##### AVAILABLE RECORDS

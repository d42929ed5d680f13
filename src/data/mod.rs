//! Data module - CSV loading and the typed brand table

mod loader;
mod table;

pub use loader::{DataLoader, DEFAULT_DATA_FILE};
pub use table::{BrandRecord, BrandTable};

##########

-- DIRECTIONS --
The records above are to be written out again word for word.

-- OUTPUT OF THE EXERCISE --
repository d42929ed5d680f13
filename src/data/mod.rs
//! Data module - CSV loading and the typed brand table

mod loader;
mod table;

pub use loader::{DataLoader, DEFAULT_DATA_FILE};
pub use table::{BrandRecord, BrandTable};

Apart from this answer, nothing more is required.